One of my favorite dinners when I was growing up was a zucchini frittata that my mom would make.
I love zucchini, and the combination of zucchini, eggs, and cheese was dinner perfection for me.
Now, not only do I love the taste of a frittata, but I also love how easy they are to make and how economical they can be. There isn’t a lot of prep that goes into making one, and the flavor combinations are nearly endless.
This Spinach & Feta Frittata puts a Greek spin on things. The flavors of spinach, feta, and oregano all work together perfectly, and the frittata makes a great breakfast or breakfast-for-dinner.
Spinach & Feta Frittata
- 1 tablespoon olive oil
- 11 cups fresh spinach
- 3/4 cup diced white or yellow onion
- 2 cloves garlic minced
- 1/2 teaspoon dried oregano
- Salt and pepper
- 10 large eggs
- 3 tablespoons half-and-half or milk
- 3/4 cup crumbled feta
Preheat oven to 350 F.
Heat olive oil in a 10-inch cast iron skillet.

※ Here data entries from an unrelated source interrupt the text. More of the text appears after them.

//! TeamHierarchy - Validated tree of teams within an organisation.
//!
//! Teams live in a flat arena keyed by id, each with an optional parent.
//! A `parent -> children` index is rebuilt from the arena after every
//! change, so the two views cannot drift apart. Every operation returns a
//! new, fully revalidated hierarchy or an error.

use std::collections::{BTreeMap, BTreeSet};

use serde::{Deserialize, Serialize};

use crate::domain::foundation::{TeamId, Version};

use super::TeamHierarchyError;

/// A team as stored in the arena.
#[derive(Debug, Clone, PartialEq, Eq, Serialize, Deserialize)]
pub struct TeamNode {
    id: TeamId,
    name: String,
    parent_id: Option<TeamId>,
}

impl TeamNode {
    pub fn id(&self) -> &TeamId {
        &self.id
    }

    pub fn name(&self) -> &str {
        &self.name
    }

    /// None for root teams.
    pub fn parent_id(&self) -> Option<&TeamId> {
        self.parent_id.as_ref()
    }
}

/// Nested form of a team with its children, used for storage and display.
#[derive(Debug, Clone, PartialEq, Eq, Serialize, Deserialize)]
pub struct TeamHierarchyNode {
    pub id: TeamId,
    pub name: String,
    #[serde(default)]
    pub parent_id: Option<TeamId>,
    #[serde(default)]
    pub children: BTreeMap<TeamId, TeamHierarchyNode>,
}

/// Input for adding or updating a team.
#[derive(Debug, Clone, PartialEq, Eq, Serialize, Deserialize)]
pub struct TeamInput {
    pub id: TeamId,
    pub name: String,
    #[serde(default)]
    pub parent_id: Option<TeamId>,
}

impl TeamInput {
    pub fn new(id: TeamId, name: impl Into<String>, parent_id: Option<TeamId>) -> Self {
        Self {
            id,
            name: name.into(),
            parent_id,
        }
    }
}

/// The team tree of one organisation.
#[derive(Debug, Clone, Default, PartialEq, Eq, Serialize, Deserialize)]
#[serde(
    try_from = "BTreeMap<TeamId, TeamHierarchyNode>",
    into = "BTreeMap<TeamId, TeamHierarchyNode>"
)]
pub struct TeamHierarchy {
    teams: BTreeMap<TeamId, TeamNode>,
    children: BTreeMap<TeamId, BTreeSet<TeamId>>,
    /// Stored version; kept by every structural change. Not part of the
    /// serialized tree, repositories store it alongside.
    version: Version,
}

impl TeamHierarchy {
    /// An empty hierarchy.
    pub fn new() -> Self {
        Self::default()
    }

    /// Builds a hierarchy from the nested form.
    ///
    /// The map must hold every team at its top level, keyed by id. Each
    /// node's `children` must list exactly the teams whose `parent_id`
    /// points at it, and every nested child must equal its own top-level
    /// entry, subtree included.
    pub fn create(
        teams: BTreeMap<TeamId, TeamHierarchyNode>,
    ) -> Result<Self, TeamHierarchyError> {
        for (key, node) in &teams {
            check_node(key, node, &teams)?;
        }
        for node in teams.values() {
            if let Some(parent_id) = &node.parent_id {
                let listed = teams
                    .get(parent_id)
                    .is_some_and(|parent| parent.children.contains_key(&node.id));
                if !listed {
                    return Err(TeamHierarchyError::Inconsistent(format!(
                        "team {} is missing from the children of {}",
                        node.id, parent_id
                    )));
                }
            }
        }

        let arena = teams
            .into_values()
            .map(|node| {
                (
                    node.id.clone(),
                    TeamNode {
                        id: node.id,
                        name: node.name,
                        parent_id: node.parent_id,
                    },
                )
            })
            .collect();
        Self::from_arena(arena)
    }

    /// Adds a new leaf team.
    pub fn add_team(&self, input: TeamInput) -> Result<Self, TeamHierarchyError> {
        if self.teams.contains_key(&input.id) {
            return Err(TeamHierarchyError::DuplicateTeam(input.id));
        }
        if let Some(parent_id) = &input.parent_id {
            if !self.teams.contains_key(parent_id) {
                return Err(TeamHierarchyError::ParentNotFound(parent_id.clone()));
            }
        }
        let mut arena = self.teams.clone();
        arena.insert(
            input.id.clone(),
            TeamNode {
                id: input.id,
                name: input.name,
                parent_id: input.parent_id,
            },
        );
        self.rebuilt(arena)
    }

    /// Renames a team. Its position in the tree is left unchanged.
    ///
    /// # Errors
    ///
    /// `ReparentingRequiresMove` if `input.parent_id` differs from the
    /// current parent; use `move_team` for that.
    pub fn update_team(&self, input: TeamInput) -> Result<Self, TeamHierarchyError> {
        let current = self.require(&input.id)?;
        if current.parent_id != input.parent_id {
            return Err(TeamHierarchyError::ReparentingRequiresMove(input.id));
        }
        let mut arena = self.teams.clone();
        arena.insert(
            input.id.clone(),
            TeamNode {
                id: input.id,
                name: input.name,
                parent_id: input.parent_id,
            },
        );
        self.rebuilt(arena)
    }

    /// Moves a team, with its whole subtree, under a new parent.
    ///
    /// `None` makes it a root team.
    pub fn move_team(
        &self,
        id: &TeamId,
        new_parent_id: Option<&TeamId>,
    ) -> Result<Self, TeamHierarchyError> {
        self.require(id)?;
        if let Some(new_parent_id) = new_parent_id {
            if !self.teams.contains_key(new_parent_id) {
                return Err(TeamHierarchyError::ParentNotFound(new_parent_id.clone()));
            }
            let into_own_subtree = new_parent_id == id
                || self.ancestors(new_parent_id).iter().any(|a| a.id() == id);
            if into_own_subtree {
                return Err(TeamHierarchyError::WouldCreateCycle {
                    team_id: id.clone(),
                    new_parent_id: new_parent_id.clone(),
                });
            }
        }

        let mut arena = self.teams.clone();
        if let Some(node) = arena.get_mut(id) {
            node.parent_id = new_parent_id.cloned();
        }
        self.rebuilt(arena)
    }

    /// Removes a leaf team.
    pub fn remove_team(&self, id: &TeamId) -> Result<Self, TeamHierarchyError> {
        self.require(id)?;
        if self.children.contains_key(id) {
            return Err(TeamHierarchyError::HasChildren(id.clone()));
        }
        let mut arena = self.teams.clone();
        arena.remove(id);
        self.rebuilt(arena)
    }

    // ───────────────────────────────────────────────────────────────
    // Queries
    // ───────────────────────────────────────────────────────────────

    pub fn version(&self) -> Version {
        self.version
    }

    /// The copy a repository stores after accepting this value.
    pub fn next_version(&self) -> Self {
        self.clone().with_version(self.version.increment())
    }

    /// Restores the version a repository stored next to the tree.
    pub(crate) fn with_version(mut self, version: Version) -> Self {
        self.version = version;
        self
    }

    pub fn team(&self, id: &TeamId) -> Option<&TeamNode> {
        self.teams.get(id)
    }

    pub fn contains(&self, id: &TeamId) -> bool {
        self.teams.contains_key(id)
    }

    pub fn len(&self) -> usize {
        self.teams.len()
    }

    pub fn is_empty(&self) -> bool {
        self.teams.is_empty()
    }

    pub fn teams(&self) -> impl Iterator<Item = &TeamNode> {
        self.teams.values()
    }

    pub fn root_teams(&self) -> Vec<&TeamNode> {
        self.teams
            .values()
            .filter(|t| t.parent_id.is_none())
            .collect()
    }

    /// Direct children; empty for leaves and unknown ids.
    pub fn children(&self, id: &TeamId) -> Vec<&TeamNode> {
        self.children
            .get(id)
            .into_iter()
            .flatten()
            .filter_map(|child| self.teams.get(child))
            .collect()
    }

    /// All teams below `id`, depth first.
    pub fn descendants(&self, id: &TeamId) -> Vec<&TeamNode> {
        let mut out = Vec::new();
        let mut stack: Vec<&TeamNode> = self.children(id).into_iter().rev().collect();
        while let Some(node) = stack.pop() {
            out.push(node);
            stack.extend(self.children(&node.id).into_iter().rev());
        }
        out
    }

    /// Teams above `id`, nearest parent first.
    pub fn ancestors(&self, id: &TeamId) -> Vec<&TeamNode> {
        let mut out = Vec::new();
        let mut current = self.teams.get(id).and_then(|t| t.parent_id.as_ref());
        while let Some(parent_id) = current {
            let Some(parent) = self.teams.get(parent_id) else {
                break;
            };
            out.push(parent);
            current = parent.parent_id.as_ref();
        }
        out
    }

    /// The nested form: every team at the top level with its subtree.
    pub fn to_nodes(&self) -> BTreeMap<TeamId, TeamHierarchyNode> {
        self.teams
            .keys()
            .map(|id| (id.clone(), self.nested(id)))
            .collect()
    }

    // ───────────────────────────────────────────────────────────────
    // Internals
    // ───────────────────────────────────────────────────────────────

    /// Builds the children index and validates the arena.
    fn from_arena(teams: BTreeMap<TeamId, TeamNode>) -> Result<Self, TeamHierarchyError> {
        let mut children: BTreeMap<TeamId, BTreeSet<TeamId>> = BTreeMap::new();
        for (key, node) in &teams {
            if key != &node.id {
                return Err(TeamHierarchyError::Inconsistent(format!(
                    "team {} is stored under key {}",
                    node.id, key
                )));
            }
            if node.name.trim().is_empty() {
                return Err(TeamHierarchyError::EmptyName(node.id.clone()));
            }
            if let Some(parent_id) = &node.parent_id {
                if !teams.contains_key(parent_id) {
                    return Err(TeamHierarchyError::ParentNotFound(parent_id.clone()));
                }
                children
                    .entry(parent_id.clone())
                    .or_default()
                    .insert(node.id.clone());
            }
        }

        for node in teams.values() {
            if in_parent_cycle(&teams, &node.id) {
                return Err(TeamHierarchyError::Inconsistent(format!(
                    "team {} is its own ancestor",
                    node.id
                )));
            }
        }
        Ok(Self {
            teams,
            children,
            version: Version::initial(),
        })
    }

    fn rebuilt(&self, teams: BTreeMap<TeamId, TeamNode>) -> Result<Self, TeamHierarchyError> {
        Ok(Self::from_arena(teams)?.with_version(self.version))
    }

    fn require(&self, id: &TeamId) -> Result<&TeamNode, TeamHierarchyError> {
        self.teams
            .get(id)
            .ok_or_else(|| TeamHierarchyError::TeamNotFound(id.clone()))
    }

    fn nested(&self, id: &TeamId) -> TeamHierarchyNode {
        let (name, parent_id) = self
            .teams
            .get(id)
            .map(|t| (t.name.clone(), t.parent_id.clone()))
            .unwrap_or_default();
        TeamHierarchyNode {
            id: id.clone(),
            name,
            parent_id,
            children: self
                .children
                .get(id)
                .into_iter()
                .flatten()
                .map(|child| (child.clone(), self.nested(child)))
                .collect(),
        }
    }
}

Add part of the spinach to skillet, and cook until it wilts down.
Continue adding spinach, and stirring as it cooks, until all of the spinach has wilted down.
Add onion and garlic to the skillet, and continue cooking, stirring frequently, until onion has softened, about 3 minutes.
In a separate medium bowl, whisk together eggs and half-and-half until combined.
Season vegetables with salt and pepper, and then pour egg mixture over vegetables.
Sprinkle half of the feta over the egg mixture and gently press into egg.
Sprinkle remaining half of feta over the egg mixture.
Bake for 35-45 minutes, or until set and lightly browned.
Let cool for 10 minutes.
Cut into wedges, and serve warm.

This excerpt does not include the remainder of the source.